## Your task
Among the entries that follow, find the lines holding "Option" and say how many there are, with no other words.
*** Records for processing ***
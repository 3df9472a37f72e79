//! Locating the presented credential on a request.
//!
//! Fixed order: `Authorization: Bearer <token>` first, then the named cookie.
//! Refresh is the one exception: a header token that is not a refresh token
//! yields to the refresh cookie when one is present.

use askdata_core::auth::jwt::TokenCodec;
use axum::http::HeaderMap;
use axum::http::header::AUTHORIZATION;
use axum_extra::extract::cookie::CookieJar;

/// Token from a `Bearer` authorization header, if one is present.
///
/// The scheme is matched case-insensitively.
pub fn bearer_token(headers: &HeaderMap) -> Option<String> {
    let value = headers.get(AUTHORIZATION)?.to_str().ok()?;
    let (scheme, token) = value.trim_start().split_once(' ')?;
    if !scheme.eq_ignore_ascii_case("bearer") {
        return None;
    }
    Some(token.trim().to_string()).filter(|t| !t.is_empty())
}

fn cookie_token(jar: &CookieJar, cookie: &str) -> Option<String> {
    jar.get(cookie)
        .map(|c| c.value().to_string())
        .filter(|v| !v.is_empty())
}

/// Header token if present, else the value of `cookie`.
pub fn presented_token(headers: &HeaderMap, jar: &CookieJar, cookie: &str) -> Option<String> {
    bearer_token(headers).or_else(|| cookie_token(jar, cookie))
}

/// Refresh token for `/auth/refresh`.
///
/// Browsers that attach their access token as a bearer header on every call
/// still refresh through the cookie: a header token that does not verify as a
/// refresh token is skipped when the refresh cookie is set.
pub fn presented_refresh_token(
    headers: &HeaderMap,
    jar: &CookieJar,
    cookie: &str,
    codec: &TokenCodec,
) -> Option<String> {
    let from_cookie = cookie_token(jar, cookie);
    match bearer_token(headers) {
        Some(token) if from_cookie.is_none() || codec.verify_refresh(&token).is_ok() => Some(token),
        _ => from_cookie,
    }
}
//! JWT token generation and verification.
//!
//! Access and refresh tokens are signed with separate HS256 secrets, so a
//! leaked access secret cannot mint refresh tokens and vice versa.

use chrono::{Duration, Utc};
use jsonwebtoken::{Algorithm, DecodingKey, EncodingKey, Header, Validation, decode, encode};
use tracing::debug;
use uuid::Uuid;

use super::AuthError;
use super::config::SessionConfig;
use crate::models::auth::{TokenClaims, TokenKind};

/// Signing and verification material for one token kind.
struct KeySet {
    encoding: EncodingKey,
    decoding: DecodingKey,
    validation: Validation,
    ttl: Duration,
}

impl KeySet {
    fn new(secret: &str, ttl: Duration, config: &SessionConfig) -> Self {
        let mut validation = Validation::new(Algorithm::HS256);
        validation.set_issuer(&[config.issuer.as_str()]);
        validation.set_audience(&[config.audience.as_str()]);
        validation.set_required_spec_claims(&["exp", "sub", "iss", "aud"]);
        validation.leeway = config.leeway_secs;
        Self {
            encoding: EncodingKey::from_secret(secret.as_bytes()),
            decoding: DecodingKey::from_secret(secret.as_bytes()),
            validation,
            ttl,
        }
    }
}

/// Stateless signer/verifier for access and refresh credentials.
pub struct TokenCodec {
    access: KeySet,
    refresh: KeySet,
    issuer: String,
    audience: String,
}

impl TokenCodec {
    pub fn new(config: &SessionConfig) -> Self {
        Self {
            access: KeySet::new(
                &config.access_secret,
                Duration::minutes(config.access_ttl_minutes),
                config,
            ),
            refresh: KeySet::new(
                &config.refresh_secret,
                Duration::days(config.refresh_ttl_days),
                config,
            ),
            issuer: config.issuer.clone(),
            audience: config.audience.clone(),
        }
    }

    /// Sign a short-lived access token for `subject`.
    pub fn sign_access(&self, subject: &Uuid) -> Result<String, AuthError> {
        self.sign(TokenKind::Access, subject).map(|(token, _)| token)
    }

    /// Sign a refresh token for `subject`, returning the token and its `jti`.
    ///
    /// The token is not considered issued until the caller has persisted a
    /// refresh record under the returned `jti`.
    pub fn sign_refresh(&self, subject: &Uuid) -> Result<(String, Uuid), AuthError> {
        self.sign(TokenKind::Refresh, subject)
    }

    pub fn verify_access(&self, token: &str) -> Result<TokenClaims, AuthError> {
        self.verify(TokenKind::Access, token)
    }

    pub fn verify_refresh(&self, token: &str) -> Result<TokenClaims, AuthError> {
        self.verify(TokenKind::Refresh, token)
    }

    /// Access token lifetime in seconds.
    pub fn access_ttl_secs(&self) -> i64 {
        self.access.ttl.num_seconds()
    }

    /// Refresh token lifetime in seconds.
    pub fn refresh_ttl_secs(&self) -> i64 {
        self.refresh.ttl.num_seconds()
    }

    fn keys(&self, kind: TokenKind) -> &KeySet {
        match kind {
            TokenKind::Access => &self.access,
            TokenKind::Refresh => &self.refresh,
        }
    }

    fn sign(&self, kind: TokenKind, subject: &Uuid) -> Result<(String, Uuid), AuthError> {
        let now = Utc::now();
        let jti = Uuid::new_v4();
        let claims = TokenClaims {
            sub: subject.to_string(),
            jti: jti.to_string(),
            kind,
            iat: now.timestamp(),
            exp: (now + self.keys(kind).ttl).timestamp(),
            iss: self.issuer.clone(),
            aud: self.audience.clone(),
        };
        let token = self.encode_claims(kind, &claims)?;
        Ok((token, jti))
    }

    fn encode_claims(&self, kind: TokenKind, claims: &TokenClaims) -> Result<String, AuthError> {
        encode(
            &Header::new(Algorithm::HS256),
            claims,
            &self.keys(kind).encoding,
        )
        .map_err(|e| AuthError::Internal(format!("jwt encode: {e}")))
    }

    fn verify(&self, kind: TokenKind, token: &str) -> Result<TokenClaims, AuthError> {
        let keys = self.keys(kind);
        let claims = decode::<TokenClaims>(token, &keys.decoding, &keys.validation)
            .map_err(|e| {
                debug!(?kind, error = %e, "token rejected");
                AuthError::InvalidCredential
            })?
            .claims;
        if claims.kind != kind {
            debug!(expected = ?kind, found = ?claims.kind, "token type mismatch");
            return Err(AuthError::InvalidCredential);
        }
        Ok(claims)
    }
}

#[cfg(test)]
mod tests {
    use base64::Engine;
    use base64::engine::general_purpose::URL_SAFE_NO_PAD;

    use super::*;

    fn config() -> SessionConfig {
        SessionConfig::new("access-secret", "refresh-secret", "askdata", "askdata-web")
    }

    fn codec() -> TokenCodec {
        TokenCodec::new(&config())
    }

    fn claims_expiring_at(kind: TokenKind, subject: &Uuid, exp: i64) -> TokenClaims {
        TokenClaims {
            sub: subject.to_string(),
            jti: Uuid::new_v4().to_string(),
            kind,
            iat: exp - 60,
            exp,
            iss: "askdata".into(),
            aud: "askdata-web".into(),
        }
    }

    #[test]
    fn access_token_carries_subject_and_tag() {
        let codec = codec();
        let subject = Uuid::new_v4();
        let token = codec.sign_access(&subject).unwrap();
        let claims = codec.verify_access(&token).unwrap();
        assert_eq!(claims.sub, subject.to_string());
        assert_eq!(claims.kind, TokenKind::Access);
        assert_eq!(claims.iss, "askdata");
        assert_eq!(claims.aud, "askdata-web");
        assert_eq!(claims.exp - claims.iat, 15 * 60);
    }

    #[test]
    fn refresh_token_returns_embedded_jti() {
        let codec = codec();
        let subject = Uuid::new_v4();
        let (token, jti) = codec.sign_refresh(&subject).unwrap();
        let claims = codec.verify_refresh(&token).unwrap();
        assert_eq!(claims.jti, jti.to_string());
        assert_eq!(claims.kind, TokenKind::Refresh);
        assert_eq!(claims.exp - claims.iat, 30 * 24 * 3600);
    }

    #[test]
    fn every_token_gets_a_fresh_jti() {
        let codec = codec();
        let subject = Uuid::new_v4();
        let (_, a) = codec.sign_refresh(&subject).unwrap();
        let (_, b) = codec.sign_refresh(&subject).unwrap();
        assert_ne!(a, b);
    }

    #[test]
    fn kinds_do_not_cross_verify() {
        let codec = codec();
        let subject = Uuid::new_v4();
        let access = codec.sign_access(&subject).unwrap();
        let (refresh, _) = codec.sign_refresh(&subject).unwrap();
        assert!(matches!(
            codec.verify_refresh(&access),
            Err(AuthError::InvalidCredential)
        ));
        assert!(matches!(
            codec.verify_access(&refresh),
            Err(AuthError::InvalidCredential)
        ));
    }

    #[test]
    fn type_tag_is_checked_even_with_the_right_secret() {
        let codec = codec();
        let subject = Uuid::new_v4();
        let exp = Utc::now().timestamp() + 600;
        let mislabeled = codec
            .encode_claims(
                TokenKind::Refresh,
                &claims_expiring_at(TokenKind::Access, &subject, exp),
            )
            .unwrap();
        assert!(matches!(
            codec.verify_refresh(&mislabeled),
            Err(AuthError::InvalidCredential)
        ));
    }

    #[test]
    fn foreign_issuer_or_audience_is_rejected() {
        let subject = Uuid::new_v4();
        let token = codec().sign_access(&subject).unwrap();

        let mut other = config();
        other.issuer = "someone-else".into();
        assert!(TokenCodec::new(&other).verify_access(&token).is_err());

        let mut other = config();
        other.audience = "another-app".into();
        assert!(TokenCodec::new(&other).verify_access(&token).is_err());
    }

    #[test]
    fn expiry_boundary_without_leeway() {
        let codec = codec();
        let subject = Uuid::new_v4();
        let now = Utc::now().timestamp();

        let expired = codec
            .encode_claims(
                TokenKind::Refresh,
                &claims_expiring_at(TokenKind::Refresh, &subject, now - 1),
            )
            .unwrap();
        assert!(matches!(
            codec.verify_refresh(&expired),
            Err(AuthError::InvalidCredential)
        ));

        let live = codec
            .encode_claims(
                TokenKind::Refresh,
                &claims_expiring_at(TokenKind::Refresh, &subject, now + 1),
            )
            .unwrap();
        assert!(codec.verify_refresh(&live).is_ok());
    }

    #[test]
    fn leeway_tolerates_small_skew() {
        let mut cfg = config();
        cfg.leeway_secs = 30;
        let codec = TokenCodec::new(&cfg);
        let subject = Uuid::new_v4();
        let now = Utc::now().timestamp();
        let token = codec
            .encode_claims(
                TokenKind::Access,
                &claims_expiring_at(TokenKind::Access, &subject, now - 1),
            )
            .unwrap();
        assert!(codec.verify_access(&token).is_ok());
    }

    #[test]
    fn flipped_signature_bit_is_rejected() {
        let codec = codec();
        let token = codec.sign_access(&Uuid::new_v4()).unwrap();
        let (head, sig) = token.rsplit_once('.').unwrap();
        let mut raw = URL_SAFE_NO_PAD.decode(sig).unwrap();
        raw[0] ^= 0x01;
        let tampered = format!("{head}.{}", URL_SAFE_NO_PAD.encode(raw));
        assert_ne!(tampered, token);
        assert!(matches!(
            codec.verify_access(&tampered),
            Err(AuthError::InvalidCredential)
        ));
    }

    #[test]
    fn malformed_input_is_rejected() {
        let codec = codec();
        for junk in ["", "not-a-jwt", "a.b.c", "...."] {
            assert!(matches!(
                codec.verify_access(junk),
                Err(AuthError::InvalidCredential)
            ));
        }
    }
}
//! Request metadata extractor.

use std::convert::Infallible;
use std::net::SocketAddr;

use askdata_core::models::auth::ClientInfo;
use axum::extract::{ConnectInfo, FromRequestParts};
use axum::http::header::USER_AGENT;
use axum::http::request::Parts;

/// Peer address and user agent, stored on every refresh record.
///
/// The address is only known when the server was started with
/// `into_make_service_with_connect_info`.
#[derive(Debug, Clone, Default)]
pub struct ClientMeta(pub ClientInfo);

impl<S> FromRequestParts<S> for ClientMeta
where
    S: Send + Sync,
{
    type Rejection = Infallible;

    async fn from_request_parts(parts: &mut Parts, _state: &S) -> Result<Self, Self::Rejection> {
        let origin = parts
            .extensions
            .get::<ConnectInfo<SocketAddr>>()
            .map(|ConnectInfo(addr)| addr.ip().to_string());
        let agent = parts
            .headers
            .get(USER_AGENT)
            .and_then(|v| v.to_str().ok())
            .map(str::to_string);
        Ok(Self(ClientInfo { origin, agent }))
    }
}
*** End of Records for processing ***
*** Records for processing ***
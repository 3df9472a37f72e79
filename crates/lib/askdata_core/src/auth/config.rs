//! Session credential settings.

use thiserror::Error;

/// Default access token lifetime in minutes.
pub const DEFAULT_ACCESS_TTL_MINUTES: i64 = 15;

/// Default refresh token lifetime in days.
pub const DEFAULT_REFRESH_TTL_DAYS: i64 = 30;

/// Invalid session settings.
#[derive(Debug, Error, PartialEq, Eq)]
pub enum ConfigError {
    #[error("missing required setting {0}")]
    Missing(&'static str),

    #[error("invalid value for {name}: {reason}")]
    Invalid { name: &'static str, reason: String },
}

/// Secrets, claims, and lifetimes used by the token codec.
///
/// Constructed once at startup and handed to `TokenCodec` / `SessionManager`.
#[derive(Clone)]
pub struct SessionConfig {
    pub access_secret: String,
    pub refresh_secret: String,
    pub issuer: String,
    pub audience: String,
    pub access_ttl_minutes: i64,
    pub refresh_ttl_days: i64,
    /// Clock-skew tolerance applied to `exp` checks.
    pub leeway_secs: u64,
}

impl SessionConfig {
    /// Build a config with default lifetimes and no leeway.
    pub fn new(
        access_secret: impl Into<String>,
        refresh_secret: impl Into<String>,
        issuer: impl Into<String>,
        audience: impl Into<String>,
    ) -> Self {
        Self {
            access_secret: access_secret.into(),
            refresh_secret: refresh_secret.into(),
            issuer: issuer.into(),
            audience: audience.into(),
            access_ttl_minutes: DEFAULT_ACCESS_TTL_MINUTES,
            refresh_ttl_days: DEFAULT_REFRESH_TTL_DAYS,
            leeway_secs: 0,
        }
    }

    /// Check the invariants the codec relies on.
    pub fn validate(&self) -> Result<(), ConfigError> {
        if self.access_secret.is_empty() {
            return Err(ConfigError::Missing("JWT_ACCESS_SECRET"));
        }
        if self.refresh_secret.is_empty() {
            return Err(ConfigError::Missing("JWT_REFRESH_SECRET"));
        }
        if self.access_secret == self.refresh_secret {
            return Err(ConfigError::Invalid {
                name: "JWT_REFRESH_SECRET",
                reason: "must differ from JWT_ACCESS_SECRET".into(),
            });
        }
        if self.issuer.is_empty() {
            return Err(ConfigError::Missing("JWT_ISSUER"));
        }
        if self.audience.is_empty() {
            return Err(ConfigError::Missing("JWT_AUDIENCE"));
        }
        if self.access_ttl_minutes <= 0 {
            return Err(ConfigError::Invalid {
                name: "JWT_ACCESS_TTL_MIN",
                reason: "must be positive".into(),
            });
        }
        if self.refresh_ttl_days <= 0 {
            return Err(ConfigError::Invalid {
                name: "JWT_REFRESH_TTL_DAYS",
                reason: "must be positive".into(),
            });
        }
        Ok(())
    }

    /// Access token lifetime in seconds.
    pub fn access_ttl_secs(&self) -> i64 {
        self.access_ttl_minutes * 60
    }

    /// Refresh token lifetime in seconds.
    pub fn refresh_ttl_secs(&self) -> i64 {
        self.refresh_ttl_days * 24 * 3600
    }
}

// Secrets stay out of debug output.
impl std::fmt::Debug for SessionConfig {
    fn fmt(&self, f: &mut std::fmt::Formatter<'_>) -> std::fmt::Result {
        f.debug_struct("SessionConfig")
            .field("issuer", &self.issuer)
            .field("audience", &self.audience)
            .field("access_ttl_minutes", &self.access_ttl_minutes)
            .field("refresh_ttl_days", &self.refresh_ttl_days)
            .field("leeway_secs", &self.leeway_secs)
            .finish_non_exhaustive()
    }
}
*** End of Records for processing ***
## Output for this exercise
4